The Government has resolved to change elements of the incoming property tax but it has refused to yield to the clamour for a fundamental review of the charge.
The move, to be made public today by Minister for Finance Michael Noonan, will increase the number of exemptions to the tax.
But Government sources indicated last night that there would be no reprieve for homeowners who made big stamp-duty payments at the height of the property boom.
Measures to ease the disproportionate burden on property owners in Dublin, a source of contention for some Government TDs, have also been ruled out.
Under one new exemption, however, all local authority and voluntary housing association homes will be put into the valuation band for properties worth up to €100,000, the lowest of the bands.
This will yield respective annual savings of €135 in respect of local authority and voluntary housing association homes valued at up to €150,000 and a €225 saving if such homes are valued at up to €200,000. In cases where homes have increased in value as a result of extensions or other works to help residents with disabilities, the rise in value will be discounted.
Pyrite damage exemption
Under a further measure, previously signalled by Mr Noonan, the tax will not be levied on houses that require remedial work due to damage caused by pyrite.
The sources said the Government remained determined to proceed with the tax from the middle of the year, adding that funding was not available to pursue an alternative. The new tax is also an element of Ireland’s EU-International Monetary Fund rescue programme.
With the tax already signed into law, Mr Noonan will introduce an amending Bill today to give effect to the changes.
This will be published alongside the Finance Bill, which will give effect to the measures set out in the budget in December. According to Government sources, the Finance Bill will include a number of new measures to promote small and medium-sized enterprises.

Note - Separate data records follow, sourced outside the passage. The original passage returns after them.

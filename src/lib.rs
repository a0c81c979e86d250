//! # Seedling
//!
//! Django-style initial data seeding for Rust applications.
//!
//! A project lists its installed applications in `settings/base.toml`. Each
//! application may register an initial data producer, and the project ships
//! an initial fixture (`sitetree_menus` by default). Running
//!
//! ```text
//! manage create_initial_data [--app_label LABEL] [-v 0..3]
//! ```
//!
//! asks for confirmation, installs the fixture, then runs every producer,
//! reporting each step as `DONE` or `Kind: message` without stopping at the
//! first failure.
//!
//! ## Feature Flags
//!
//! JSON fixtures are always supported.
//!
//! - `yaml` - YAML fixtures
//! - `full` - All features enabled
//!
//! ## Registering a producer
//!
//! ```rust,ignore
//! use seedling::seeding::prelude::*;
//!
//! async fn initial_data() -> ProducerResult {
//!     let boxes = create_default_boxes().await?;
//!     Ok(serde_json::json!({ "boxes": boxes }))
//! }
//!
//! register_initial_data!("boxes" => initial_data);
//! ```

pub mod apps;
pub mod commands;
pub mod seeding;

pub use seedling_apps::{AppConfig, AppError, Apps};
pub use seedling_commands::{CommandError, CommandResult, execute_from_command_line};
pub use seedling_seeding::{
	InitialDataProducer, ProducerError, ProducerRegistry, ProducerResult, SeedingError,
	register_initial_data,
};
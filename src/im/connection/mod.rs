//! 推送连接模块
//!
//! 维护单条推送连接的生命周期：连接、心跳、退避重连、出站队列

pub mod listener;
pub mod manager;
pub mod state;

// 重新导出主要类型
pub use listener::ConnectionListener;
pub use manager::{ConnectionConfig, ConnectionManager, VisibilityGuard};
pub use state::{ConnectionState, ConnectionStatus, ReconnectPolicy};
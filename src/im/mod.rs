pub mod client;
pub mod connection;
pub mod conversation;
pub mod error;
pub mod message;
pub mod serialization;
pub mod types;

// 重新导出客户端入口
pub use client::{ChatClient, ClientBuilder, ClientConfig};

These are likely to include new reliefs to encourage research and development in the small business sector and measures designed to foster investment in small hotels and BB accommodation.
Also mooted last night were measures to protect bus companies and other tourist industry interests from fuel price increases. These would follow similar moves for the haulage sector.
In addition, there will be pilot schemes in Limerick and Waterford to encourage investment in urban regeneration projects.
These will be specifically targeted at owner-occupiers – not developers – and will take the form of relief on the refurbishment works on existing rundown buildings to bring them up to a habitable standard.
The idea behind the scheme, which may be expanded at a later date, is to regenerate city life and to support local tradespeople and small business in the construction and building sector.
The Finance Bill will flesh out a range of other budget measures designed to boost the small business sector. The plan aims to help their cash-flow position, improve access to funding, reduce costs associated with tax compliance and boost demand in new markets.
This includes a reforming of the three-year corporation tax relief for start-up companies to allow unused credits to be carried forward to help create jobs and improve cash flow.